Problem details =
Which of the lines below hold the word "target"? Pull each of them out.

--- START ---

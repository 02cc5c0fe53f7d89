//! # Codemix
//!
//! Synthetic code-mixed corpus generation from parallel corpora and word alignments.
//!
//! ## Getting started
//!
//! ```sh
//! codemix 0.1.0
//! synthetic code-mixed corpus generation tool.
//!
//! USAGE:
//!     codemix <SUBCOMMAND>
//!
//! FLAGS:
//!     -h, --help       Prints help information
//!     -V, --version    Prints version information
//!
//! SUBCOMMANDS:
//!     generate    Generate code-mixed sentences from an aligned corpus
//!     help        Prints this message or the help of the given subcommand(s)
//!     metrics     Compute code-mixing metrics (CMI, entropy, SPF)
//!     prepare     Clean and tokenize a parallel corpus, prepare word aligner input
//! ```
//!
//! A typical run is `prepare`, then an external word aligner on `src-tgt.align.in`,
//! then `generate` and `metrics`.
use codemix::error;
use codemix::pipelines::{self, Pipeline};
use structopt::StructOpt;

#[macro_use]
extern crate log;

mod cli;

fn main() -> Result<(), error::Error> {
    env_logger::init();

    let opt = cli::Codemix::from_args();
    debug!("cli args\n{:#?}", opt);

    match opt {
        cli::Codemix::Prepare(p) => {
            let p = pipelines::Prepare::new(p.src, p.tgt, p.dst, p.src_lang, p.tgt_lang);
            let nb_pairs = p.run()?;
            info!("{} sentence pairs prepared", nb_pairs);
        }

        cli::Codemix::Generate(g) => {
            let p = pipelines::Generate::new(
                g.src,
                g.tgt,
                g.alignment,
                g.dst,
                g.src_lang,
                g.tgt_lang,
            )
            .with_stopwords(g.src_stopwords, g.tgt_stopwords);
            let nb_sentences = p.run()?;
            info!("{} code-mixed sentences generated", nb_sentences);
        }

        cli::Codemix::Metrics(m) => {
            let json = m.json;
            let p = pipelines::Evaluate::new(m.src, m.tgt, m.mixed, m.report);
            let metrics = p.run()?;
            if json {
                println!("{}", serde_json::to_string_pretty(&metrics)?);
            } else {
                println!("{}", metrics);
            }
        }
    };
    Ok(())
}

--- END ---
--- START ---

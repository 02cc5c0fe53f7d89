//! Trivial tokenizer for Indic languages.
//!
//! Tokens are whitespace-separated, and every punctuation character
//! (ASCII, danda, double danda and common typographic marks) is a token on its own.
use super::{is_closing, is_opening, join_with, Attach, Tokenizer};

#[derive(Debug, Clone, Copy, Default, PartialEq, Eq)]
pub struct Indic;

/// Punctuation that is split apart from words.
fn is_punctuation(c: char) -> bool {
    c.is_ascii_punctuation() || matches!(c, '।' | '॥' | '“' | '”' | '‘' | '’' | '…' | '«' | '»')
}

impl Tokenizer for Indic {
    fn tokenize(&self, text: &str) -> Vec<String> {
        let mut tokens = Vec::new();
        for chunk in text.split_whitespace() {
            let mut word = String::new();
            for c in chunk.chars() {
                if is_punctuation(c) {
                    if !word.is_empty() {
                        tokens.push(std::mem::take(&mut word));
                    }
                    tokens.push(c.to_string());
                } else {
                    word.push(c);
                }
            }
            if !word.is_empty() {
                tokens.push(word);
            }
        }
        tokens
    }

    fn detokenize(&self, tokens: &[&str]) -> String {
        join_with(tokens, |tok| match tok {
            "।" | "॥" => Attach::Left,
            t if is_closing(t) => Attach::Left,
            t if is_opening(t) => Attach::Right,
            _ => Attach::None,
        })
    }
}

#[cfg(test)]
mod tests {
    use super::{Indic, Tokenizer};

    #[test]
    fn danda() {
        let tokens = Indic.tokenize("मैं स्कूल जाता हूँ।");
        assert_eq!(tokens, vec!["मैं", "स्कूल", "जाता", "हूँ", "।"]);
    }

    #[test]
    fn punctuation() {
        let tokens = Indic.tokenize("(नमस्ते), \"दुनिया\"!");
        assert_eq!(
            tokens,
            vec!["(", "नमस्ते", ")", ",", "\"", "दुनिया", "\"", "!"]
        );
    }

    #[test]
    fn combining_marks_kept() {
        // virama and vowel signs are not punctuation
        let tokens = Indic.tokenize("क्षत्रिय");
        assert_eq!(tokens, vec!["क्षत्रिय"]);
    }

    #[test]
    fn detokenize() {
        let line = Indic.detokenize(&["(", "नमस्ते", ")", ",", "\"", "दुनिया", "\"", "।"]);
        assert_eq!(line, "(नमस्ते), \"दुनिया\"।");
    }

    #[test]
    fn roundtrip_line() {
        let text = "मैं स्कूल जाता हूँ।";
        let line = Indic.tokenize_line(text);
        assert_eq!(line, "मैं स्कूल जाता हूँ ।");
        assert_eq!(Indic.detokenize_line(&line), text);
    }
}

--- END ---
--- START ---

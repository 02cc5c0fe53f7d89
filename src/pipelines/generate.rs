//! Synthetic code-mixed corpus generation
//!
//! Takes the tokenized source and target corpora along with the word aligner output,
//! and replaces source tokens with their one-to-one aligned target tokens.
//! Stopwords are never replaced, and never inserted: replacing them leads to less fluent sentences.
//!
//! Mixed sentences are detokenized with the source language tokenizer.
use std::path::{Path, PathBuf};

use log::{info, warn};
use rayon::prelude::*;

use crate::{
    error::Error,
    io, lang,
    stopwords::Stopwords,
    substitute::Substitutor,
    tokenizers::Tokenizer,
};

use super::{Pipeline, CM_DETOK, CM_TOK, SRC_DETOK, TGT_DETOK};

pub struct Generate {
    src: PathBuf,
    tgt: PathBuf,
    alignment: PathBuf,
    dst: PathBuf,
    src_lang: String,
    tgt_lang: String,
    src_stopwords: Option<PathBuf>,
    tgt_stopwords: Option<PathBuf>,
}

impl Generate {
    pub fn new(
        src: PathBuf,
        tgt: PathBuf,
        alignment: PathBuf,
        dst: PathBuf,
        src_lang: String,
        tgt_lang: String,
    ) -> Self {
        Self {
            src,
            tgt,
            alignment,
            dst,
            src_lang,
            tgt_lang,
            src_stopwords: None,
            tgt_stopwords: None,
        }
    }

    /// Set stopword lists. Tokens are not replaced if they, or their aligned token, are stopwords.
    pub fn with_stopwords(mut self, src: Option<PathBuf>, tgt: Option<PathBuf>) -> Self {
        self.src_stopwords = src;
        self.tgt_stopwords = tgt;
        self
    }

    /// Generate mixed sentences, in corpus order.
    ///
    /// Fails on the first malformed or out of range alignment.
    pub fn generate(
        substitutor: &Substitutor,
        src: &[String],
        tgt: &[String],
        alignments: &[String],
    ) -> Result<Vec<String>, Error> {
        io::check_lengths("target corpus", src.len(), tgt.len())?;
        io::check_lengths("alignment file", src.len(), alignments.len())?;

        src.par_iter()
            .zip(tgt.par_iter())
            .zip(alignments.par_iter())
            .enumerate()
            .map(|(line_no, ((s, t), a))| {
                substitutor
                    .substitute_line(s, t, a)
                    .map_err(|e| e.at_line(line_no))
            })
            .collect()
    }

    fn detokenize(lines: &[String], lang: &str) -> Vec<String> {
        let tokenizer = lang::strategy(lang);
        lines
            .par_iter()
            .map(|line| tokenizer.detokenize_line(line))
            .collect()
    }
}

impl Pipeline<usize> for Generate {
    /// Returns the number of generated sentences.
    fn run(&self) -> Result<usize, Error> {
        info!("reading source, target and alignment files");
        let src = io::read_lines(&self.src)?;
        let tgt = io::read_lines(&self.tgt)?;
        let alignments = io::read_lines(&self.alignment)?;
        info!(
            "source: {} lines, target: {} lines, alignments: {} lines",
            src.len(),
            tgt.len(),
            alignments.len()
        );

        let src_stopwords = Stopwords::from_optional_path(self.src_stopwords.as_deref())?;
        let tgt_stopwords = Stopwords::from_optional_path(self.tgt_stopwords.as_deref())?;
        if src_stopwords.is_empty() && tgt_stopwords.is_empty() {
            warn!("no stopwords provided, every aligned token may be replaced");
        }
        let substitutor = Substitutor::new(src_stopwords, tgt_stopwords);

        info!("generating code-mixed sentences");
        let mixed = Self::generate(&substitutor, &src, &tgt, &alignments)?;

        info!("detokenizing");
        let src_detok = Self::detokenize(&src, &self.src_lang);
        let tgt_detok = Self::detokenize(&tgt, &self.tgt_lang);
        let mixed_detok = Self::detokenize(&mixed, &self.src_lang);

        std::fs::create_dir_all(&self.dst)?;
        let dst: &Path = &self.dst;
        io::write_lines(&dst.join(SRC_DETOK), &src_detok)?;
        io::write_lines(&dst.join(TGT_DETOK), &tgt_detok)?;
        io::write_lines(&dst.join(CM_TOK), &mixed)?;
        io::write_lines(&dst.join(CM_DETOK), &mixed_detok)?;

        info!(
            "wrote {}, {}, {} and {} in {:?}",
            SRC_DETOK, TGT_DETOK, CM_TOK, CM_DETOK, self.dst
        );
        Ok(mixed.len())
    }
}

--- END ---

Result =
//! Takes the tokenized source and target corpora along with the word aligner output,
//! and replaces source tokens with their one-to-one aligned target tokens.
        io::check_lengths("target corpus", src.len(), tgt.len())?;
        info!("reading source, target and alignment files");
            "source: {} lines, target: {} lines, alignments: {} lines",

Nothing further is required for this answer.